Build your own stretched RAC part III

On to the next part in the series. This time I am showing how I prepared the iSCSI openFiler “appliances” on my host. This is quite straight forward, if one knows how it works :)

Setting up the openFiler appliance on the dom0

OpenFiler 2.3 has a special download option suitable for paravirtualised Xen hosts. Proceed by downloading the file from your favourite mirror, the file name I am using is “openfiler-2.3-x86_64.tar.gz”, you might have to pick another one if you don’t want a 64bit system.

All my domU go to /var/lib/xen/images/vm-name, and so do the openFiler ones. I am not using LVM to present storage to the domUs, my system came without free space I could have turned into a physical volume. Here are the steps to create the openFiler, remember to repeat this 3 times, one for each storage provider.
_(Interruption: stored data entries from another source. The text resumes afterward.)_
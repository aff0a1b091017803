use nalgebra::Point3;
use serde::{Deserialize, Serialize};

use crate::prelude::Color;

/// Per-point scalar attributes carried through the pipeline unchanged.
#[derive(Clone, Copy, Serialize, Deserialize, Debug, Default, PartialEq)]
pub struct PointAttributes {
    pub intensity: Option<u16>,
    pub return_number: Option<u8>,
    pub classification: Option<u8>,
    pub gps_time: Option<f64>,
    pub color: Option<Color>,
}

/// Point struct that holds the position and optional attributes
#[derive(Clone, Serialize, Deserialize, Debug, PartialEq)]
pub struct Point {
    pub position: Point3<f64>,
    pub attributes: PointAttributes,
}

impl Point {
    pub fn new(x: f64, y: f64, z: f64) -> Self {
        Self {
            position: Point3::new(x, y, z),
            attributes: PointAttributes::default(),
        }
    }

    /// Same attributes at another position.
    pub fn moved_to(&self, position: Point3<f64>) -> Self {
        Self {
            position,
            attributes: self.attributes,
        }
    }

    pub fn x(&self) -> f64 {
        self.position.x
    }

    pub fn y(&self) -> f64 {
        self.position.y
    }

    pub fn z(&self) -> f64 {
        self.position.z
    }
}

#[cfg(test)]
mod tests {
    use super::*;

    #[test]
    fn moved_to_keeps_attributes() {
        let mut p = Point::new(1., 2., 3.);
        p.attributes.intensity = Some(42);
        p.attributes.color = Some(Color::new(1, 2, 3));

        let q = p.moved_to(Point3::new(0., 0., 0.));
        assert_eq!(q.attributes, p.attributes);
        assert_eq!((q.x(), q.y(), q.z()), (0., 0., 0.));
        assert_eq!(p.z(), 3.);
    }
}
use std::io::Write;
use std::path::PathBuf;
use std::process::ExitCode;

use anyhow::Context as _;
use chrono::Local;
use clap::Parser;
use env_logger::{Builder, Env};

use tree_projection::prelude::*;

#[derive(Parser, Debug)]
#[clap(author, version, about)]
struct Args {
    /// directory searched recursively for .las/.laz files, or a single file
    input: PathBuf,

    /// folder the projections are written to, mirroring the input tree
    output: PathBuf,

    /// number of parallel workers (default: number of logical CPUs)
    n_workers: Option<usize>,

    /// grid cell edge length in point cloud units
    #[clap(long, conflicts_with = "cells")]
    cell_size: Option<f64>,

    /// fixed number of grid cells per side
    #[clap(long)]
    cells: Option<usize>,

    /// per-cell aggregation
    #[clap(long, value_enum)]
    aggregation: Option<Aggregation>,

    /// projection plane
    #[clap(long, value_enum)]
    plane: Option<ProjectionPlane>,

    /// artifact format
    #[clap(long, value_enum)]
    format: Option<ArtifactFormat>,

    /// JSON configuration file, command line flags take precedence
    #[clap(long)]
    config: Option<PathBuf>,
}

impl Args {
    fn config(&self) -> anyhow::Result<Config> {
        let mut config = match &self.config {
            Some(path) => Config::from_path(path)?,
            None => Config::default(),
        };
        if let Some(n) = self.n_workers {
            config.n_workers = Some(n);
        }
        if let Some(s) = self.cell_size {
            config.grid_resolution = Resolution::CellSize(s);
        }
        if let Some(n) = self.cells {
            config.grid_resolution = Resolution::Cells(n);
        }
        if let Some(aggregation) = self.aggregation {
            config.aggregation = aggregation;
        }
        if let Some(plane) = self.plane {
            config.plane = plane;
        }
        if let Some(format) = self.format {
            config.format = format;
        }
        config.validate()?;
        Ok(config)
    }
}

fn handler(args: Args) -> anyhow::Result<BatchReport> {
    let config = args.config()?;

    log::info!("input: {:?}", args.input);
    log::info!("output folder: {:?}", args.output);
    log::info!("config: {:?}", config);

    let start = std::time::Instant::now();
    let jobs = discover(&args.input, &args.output)?;
    std::fs::create_dir_all(&args.output)
        .with_context(|| format!("failed to create output folder {:?}", args.output))?;

    let pool = WorkerPool::new(config.pool_config())?;
    let report = pool.run(&jobs, &LasLoader::new(), &config.settings());
    report.log_summary();

    let report_path = args.output.join("report.json");
    match report.write_json(&report_path) {
        Ok(_) => log::info!("write report: {:?}", report_path),
        Err(e) => log::warn!("{}", e),
    }
    log::info!("Elapsed: {:?}", start.elapsed());

    Ok(report)
}

fn main() -> ExitCode {
    Builder::from_env(Env::default().default_filter_or("info"))
        .format(|buf, record| {
            writeln!(
                buf,
                "{} [{}] - {}",
                Local::now().format("%Y-%m-%d %H:%M:%S"),
                record.level(),
                record.args()
            )
        })
        .init();

    let args = Args::parse();

    match handler(args) {
        Ok(report) if report.is_success() => ExitCode::SUCCESS,
        Ok(_) => ExitCode::FAILURE,
        Err(e) => {
            log::error!("{:?}", e);
            ExitCode::FAILURE
        }
    }
}
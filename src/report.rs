use std::fmt;
use std::path::{Path, PathBuf};

use serde::{Deserialize, Serialize};

use crate::{
    angle::Angle,
    error::{ProjectionError, Result},
};

/// Pipeline step a failure happened in.
#[derive(Clone, Copy, Debug, PartialEq, Eq, Serialize, Deserialize)]
#[serde(rename_all = "lowercase")]
pub enum Stage {
    Load,
    Normalize,
    Project,
    Encode,
    Write,
    Panic,
}

impl fmt::Display for Stage {
    fn fmt(&self, f: &mut fmt::Formatter<'_>) -> fmt::Result {
        let name = match self {
            Stage::Load => "load",
            Stage::Normalize => "normalize",
            Stage::Project => "project",
            Stage::Encode => "encode",
            Stage::Write => "write",
            Stage::Panic => "panic",
        };
        f.write_str(name)
    }
}

#[derive(Clone, Debug, PartialEq, Serialize, Deserialize)]
pub struct Failure {
    pub stage: Stage,
    /// `None` when the failure affects every angle of the file
    pub angle: Option<Angle>,
    pub kind: String,
    pub message: String,
}

impl Failure {
    pub fn new(stage: Stage, angle: Option<Angle>, error: &ProjectionError) -> Self {
        Self {
            stage,
            angle,
            kind: error.kind().to_string(),
            message: error.to_string(),
        }
    }

    pub fn panic(message: String) -> Self {
        Self {
            stage: Stage::Panic,
            angle: None,
            kind: "Panic".to_string(),
            message,
        }
    }
}

impl fmt::Display for Failure {
    fn fmt(&self, f: &mut fmt::Formatter<'_>) -> fmt::Result {
        match self.angle {
            Some(angle) => write!(f, "[{} @ {}°] {}: {}", self.stage, angle, self.kind, self.message),
            None => write!(f, "[{}] {}: {}", self.stage, self.kind, self.message),
        }
    }
}

/// One artifact written for one angle.
#[derive(Clone, Debug, PartialEq, Serialize, Deserialize)]
pub struct Artifact {
    pub angle: Angle,
    pub path: PathBuf,
}

/// Outcome of one projection job.
#[derive(Clone, Debug, PartialEq, Serialize, Deserialize)]
pub struct JobReport {
    pub input: PathBuf,
    pub points: usize,
    pub artifacts: Vec<Artifact>,
    pub failures: Vec<Failure>,
}

impl JobReport {
    pub fn new(input: impl Into<PathBuf>) -> Self {
        Self {
            input: input.into(),
            points: 0,
            artifacts: vec![],
            failures: vec![],
        }
    }

    pub fn is_success(&self) -> bool {
        self.failures.is_empty()
    }

    pub fn succeeded_angles(&self) -> Vec<Angle> {
        self.artifacts.iter().map(|a| a.angle).collect()
    }

    pub fn failed_angles(&self) -> Vec<Angle> {
        self.failures.iter().filter_map(|f| f.angle).collect()
    }
}

/// Per-file outcomes of a batch, in input order.
#[derive(Clone, Debug, PartialEq, Serialize, Deserialize)]
pub struct BatchReport {
    version: String,
    pub jobs: Vec<JobReport>,
}

impl BatchReport {
    pub fn new(jobs: Vec<JobReport>) -> Self {
        Self {
            version: env!("CARGO_PKG_VERSION").to_string(),
            jobs,
        }
    }

    pub fn version(&self) -> &str {
        &self.version
    }

    pub fn total(&self) -> usize {
        self.jobs.len()
    }

    pub fn succeeded(&self) -> impl Iterator<Item = &JobReport> {
        self.jobs.iter().filter(|j| j.is_success())
    }

    pub fn failed(&self) -> impl Iterator<Item = &JobReport> {
        self.jobs.iter().filter(|j| !j.is_success())
    }

    pub fn is_success(&self) -> bool {
        self.jobs.iter().all(JobReport::is_success)
    }

    pub fn artifact_count(&self) -> usize {
        self.jobs.iter().map(|j| j.artifacts.len()).sum()
    }

    pub fn log_summary(&self) {
        for job in self.failed() {
            let angles = job
                .succeeded_angles()
                .iter()
                .map(Angle::to_string)
                .collect::<Vec<_>>()
                .join(", ");
            log::error!(
                "Failed: {:?} (written angles: [{}])",
                job.input,
                angles
            );
            for failure in &job.failures {
                log::error!("  {}", failure);
            }
        }
        log::info!(
            "Completed: {}/{} files processed successfully ({} artifacts)",
            self.succeeded().count(),
            self.total(),
            self.artifact_count()
        );
    }

    pub fn write_json(&self, path: &Path) -> Result<()> {
        let json = serde_json::to_string_pretty(self)
            .map_err(|e| ProjectionError::Encode(e.to_string()))?;
        std::fs::write(path, json).map_err(|source| ProjectionError::Write {
            path: path.to_path_buf(),
            source,
        })
    }
}
// File: enrich.rs
// SPDX-License-Identifier: MIT OR Apache-2.0

use anyhow::Result;
use log::{debug, info, warn};
use std::path::Path;
use std::sync::Arc;

use crate::cache::VerdictCache;
use crate::client::ReputationClient;
use crate::target::ScanTarget;
use crate::verdict::{Source, Verdict};

/// Policy layer over the cache and the reputation client: consult the cache,
/// fall back through the lookup decision tree, merge vendor detail, write
/// back. Service failures come back as verdict fields; only cache-store
/// faults surface as `Err`.
///
/// No per-key coordination: two concurrent enrichments of the same
/// identifier may both miss and both write; last write wins, which is fine
/// for idempotent verdict snapshots.
pub struct ScanEnricher {
    cache: Arc<VerdictCache>,
    client: ReputationClient,
}

impl ScanEnricher {
    pub fn new(cache: Arc<VerdictCache>, client: ReputationClient) -> Self {
        Self { cache, client }
    }

    pub async fn enrich_url_scan(&self, url: &str) -> Result<Verdict> {
        let target = ScanTarget::url(url);

        if let Some(mut hit) = self.cache.get(target.kind, &target.identifier)? {
            debug!("verdict cache hit for url {}", target.identifier);
            hit.cached = Some(true);
            return Ok(hit);
        }

        let base = self.client.scan_url(&target.identifier).await;
        if base.source == Source::Disabled || base.is_error() {
            return Ok(base);
        }

        match self.client.fetch_url_analysis(&target.identifier).await {
            Ok(vendors) => {
                let enriched = base.with_vendors(vendors);
                self.cache.put(target.kind, &target.identifier, &enriched)?;
                let mut verdict = enriched;
                verdict.cached = Some(false);
                Ok(verdict)
            }
            Err(e) => {
                // Enrichment is best-effort; base detection still stands.
                warn!("vendor enrichment failed for url {}: {:#}", target.identifier, e);
                Ok(base)
            }
        }
    }

    pub async fn enrich_file_scan(
        &self,
        hash: &str,
        file_path: Option<&Path>,
        allow_upload: bool,
    ) -> Result<Verdict> {
        let target = ScanTarget::file_hash(hash);
        let hash = target.identifier.as_str();

        if let Some(mut hit) = self.cache.get(target.kind, hash)? {
            debug!("verdict cache hit for file {}", hash);
            hit.cached = Some(true);
            return Ok(hit);
        }

        let mut base = self.client.scan_file_hash(hash).await;

        if base.is_unknown() {
            match file_path {
                Some(path) if allow_upload => {
                    info!("hash {} unknown to the service, escalating to upload", hash);
                    base = self.client.scan_file_by_upload(path).await;
                }
                _ => {
                    // Never upload without the explicit per-call opt-in, and
                    // there is no service record to fetch vendor detail from.
                    debug!("hash {} unknown, no upload consent", hash);
                    return Ok(base);
                }
            }
        }

        if base.source == Source::Disabled || base.is_error() {
            return Ok(base);
        }

        match self.client.fetch_file_analysis(hash).await {
            Ok(vendors) => {
                let enriched = base.with_vendors(vendors);
                self.cache.put(target.kind, hash, &enriched)?;
                let mut verdict = enriched;
                verdict.cached = Some(false);
                Ok(verdict)
            }
            Err(e) => {
                warn!("vendor enrichment failed for file {}: {:#}", hash, e);
                Ok(base)
            }
        }
    }
}
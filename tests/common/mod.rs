// File: common/mod.rs
// SPDX-License-Identifier: MIT OR Apache-2.0

#![allow(dead_code)]

use msgscan::config::ScannerConfig;
use serde_json::{json, Value};
use std::num::NonZeroU32;
use std::time::Duration;
use wiremock::{MockServer, ResponseTemplate};

pub async fn setup_mock_service() -> MockServer {
    MockServer::start().await
}

/// Config pointed at the mock service, with the settling delays and the rate
/// limiter budget shrunk so tests run in milliseconds.
pub fn test_config(mock_uri: &str) -> ScannerConfig {
    let mut config = ScannerConfig::new();
    config.set_api_key(Some("test-key".to_string()));
    config.set_api_base(mock_uri.to_string());
    config.set_report_base(mock_uri.to_string());
    config.set_timeout(5);
    config.set_url_settle(Duration::from_millis(10));
    config.set_upload_settle(Duration::from_millis(10));
    config.set_rate_limit(NonZeroU32::new(6000).unwrap());
    config
}

pub fn disabled_config(mock_uri: &str) -> ScannerConfig {
    let mut config = test_config(mock_uri);
    config.set_api_key(None);
    config
}

pub fn json_response(value: &Value) -> ResponseTemplate {
    ResponseTemplate::new(200).set_body_json(value)
}

pub fn submit_body(analysis_id: &str) -> Value {
    json!({ "data": { "type": "analysis", "id": analysis_id } })
}

pub fn analysis_body(malicious: u64, suspicious: u64, harmless: u64, undetected: u64) -> Value {
    json!({
        "data": {
            "attributes": {
                "stats": {
                    "malicious": malicious,
                    "suspicious": suspicious,
                    "harmless": harmless,
                    "undetected": undetected
                }
            }
        }
    })
}

pub fn report_body(
    malicious: u64,
    suspicious: u64,
    harmless: u64,
    undetected: u64,
    results: Value,
) -> Value {
    json!({
        "data": {
            "attributes": {
                "last_analysis_stats": {
                    "malicious": malicious,
                    "suspicious": suspicious,
                    "harmless": harmless,
                    "undetected": undetected
                },
                "last_analysis_results": results
            }
        }
    })
}

pub fn sample_vendor_results() -> Value {
    json!({
        "VendorA": { "category": "malicious", "result": "trojan" },
        "VendorB": {}
    })
}
// File: target.rs
// SPDX-License-Identifier: MIT OR Apache-2.0

use once_cell::sync::Lazy;
use regex::Regex;

use crate::verdict::TargetKind;

static URL_PATTERN: Lazy<Regex> =
    Lazy::new(|| Regex::new(r"(?i)(https?://[^\s]+|www\.[^\s]+)").unwrap());

/// One scan target identity: the (kind, identifier) pair used as cache key
/// and service lookup key.
#[derive(Debug, Clone, PartialEq, Eq, Hash)]
pub struct ScanTarget {
    pub kind: TargetKind,
    pub identifier: String,
}

impl ScanTarget {
    /// URL identity is the literal caller string apart from scheme
    /// defaulting. Trailing slashes and query order are NOT deduplicated;
    /// two spellings of the same page are two cache entries.
    pub fn url(raw: &str) -> Self {
        ScanTarget {
            kind: TargetKind::Url,
            identifier: normalize_scheme(raw),
        }
    }

    /// File identity is the content hash, case-folded to lowercase hex.
    /// The hash is not re-validated here; a malformed hash simply misses
    /// the cache and comes back from the service as an error verdict.
    pub fn file_hash(raw: &str) -> Self {
        ScanTarget {
            kind: TargetKind::File,
            identifier: raw.to_ascii_lowercase(),
        }
    }
}

/// Default bare hosts to http://, matching what the service expects for URL
/// submissions.
pub fn normalize_scheme(url: &str) -> String {
    if url.starts_with("http") {
        url.to_string()
    } else {
        format!("http://{}", url)
    }
}

/// Pull every URL-looking token out of free-form message text. Callers on
/// the message-send path enrich each one before delivery.
pub fn extract_urls(text: &str) -> Vec<String> {
    URL_PATTERN
        .find_iter(text)
        .map(|m| m.as_str().to_string())
        .collect()
}

#[cfg(test)]
mod tests {
    use super::*;

    #[test]
    fn test_url_scheme_defaulting() {
        assert_eq!(ScanTarget::url("example.com").identifier, "http://example.com");
        assert_eq!(
            ScanTarget::url("https://example.com").identifier,
            "https://example.com"
        );
        assert_eq!(
            ScanTarget::url("http://example.com/a?b=1").identifier,
            "http://example.com/a?b=1"
        );
    }

    #[test]
    fn test_url_identity_is_literal() {
        let with_slash = ScanTarget::url("https://example.com/");
        let without_slash = ScanTarget::url("https://example.com");
        assert_ne!(with_slash.identifier, without_slash.identifier);
    }

    #[test]
    fn test_hash_case_folding() {
        let target = ScanTarget::file_hash("AbCdEf0123456789");
        assert_eq!(target.kind, TargetKind::File);
        assert_eq!(target.identifier, "abcdef0123456789");
    }

    #[test]
    fn test_extract_urls_from_message() {
        let text = "check https://example.com/page and also www.other.org/x thanks";
        let urls = extract_urls(text);
        assert_eq!(urls, vec!["https://example.com/page", "www.other.org/x"]);
    }

    #[test]
    fn test_extract_urls_none() {
        assert!(extract_urls("no links in here").is_empty());
        assert!(extract_urls("").is_empty());
    }
}
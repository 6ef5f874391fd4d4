// File: config_tests.rs
// SPDX-License-Identifier: MIT OR Apache-2.0

use super::*;

#[test]
fn test_defaults() {
    let config = ScannerConfig::new();

    assert!(config.api_key().is_none());
    assert_eq!(config.api_base(), "https://www.virustotal.com/api/v3");
    assert_eq!(config.report_base(), "https://www.virustotal.com/gui");
    assert_eq!(config.timeout(), 30);
    assert_eq!(config.url_settle(), Duration::from_secs(8));
    assert_eq!(config.upload_settle(), Duration::from_secs(15));
    assert_eq!(config.rate_limit().get(), 4);
    assert_eq!(config.cache_ttl(), chrono::Duration::hours(24));
}

#[test]
fn test_empty_api_key_counts_as_disabled() {
    let mut config = ScannerConfig::new();
    config.set_api_key(Some(String::new()));
    assert!(config.api_key().is_none());

    config.set_api_key(Some("key123".to_string()));
    assert_eq!(config.api_key(), Some("key123"));
}

#[test]
fn test_api_base_trailing_slash_trimmed() {
    let mut config = ScannerConfig::new();
    config.set_api_base("http://127.0.0.1:9999/api/v3/".to_string());
    assert_eq!(config.api_base(), "http://127.0.0.1:9999/api/v3");
}

#[test]
fn test_settle_overrides() {
    let mut config = ScannerConfig::new();
    config.set_url_settle(Duration::from_millis(5));
    config.set_upload_settle(Duration::from_millis(5));

    assert_eq!(config.url_settle(), Duration::from_millis(5));
    assert_eq!(config.upload_settle(), Duration::from_millis(5));
}
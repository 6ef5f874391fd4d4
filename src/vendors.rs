// File: vendors.rs
// SPDX-License-Identifier: MIT OR Apache-2.0

use serde_json::{Map, Value};

use crate::verdict::VendorFinding;

/// Flatten the service's per-vendor analysis map into an ordered finding list.
///
/// Order follows the response map (serde_json is built with `preserve_order`);
/// cross-vendor order carries no meaning and is never sorted. A vendor entry
/// missing `category` defaults to `undetected`; a missing `result` stays
/// absent. Non-object entries degrade to the defaults.
pub fn extract_vendor_results(analysis: &Map<String, Value>) -> Vec<VendorFinding> {
    analysis
        .iter()
        .map(|(vendor, data)| VendorFinding {
            vendor: vendor.clone(),
            category: data
                .get("category")
                .and_then(Value::as_str)
                .unwrap_or("undetected")
                .to_string(),
            result: data
                .get("result")
                .and_then(Value::as_str)
                .map(str::to_string),
        })
        .collect()
}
Begin with the first openFiler appliance. Whenever you see numbers in {} then that implies that the operation has to be repeated for each of the numbers in the curly braces.

# cd /var/lib/xen/images/
# mkdir filer0{1,2,3}
# cd filer0{1,2}

Next create the virtual disks for the appliance. I use 4G for the root file system and one 5G + 2 10G disks. The 5G disk will later on be part of the OCR and voting files disk group, whereas the other two are going to be the local ASM disks. These steps are for filer01 and filer02, the iSCSI target providers.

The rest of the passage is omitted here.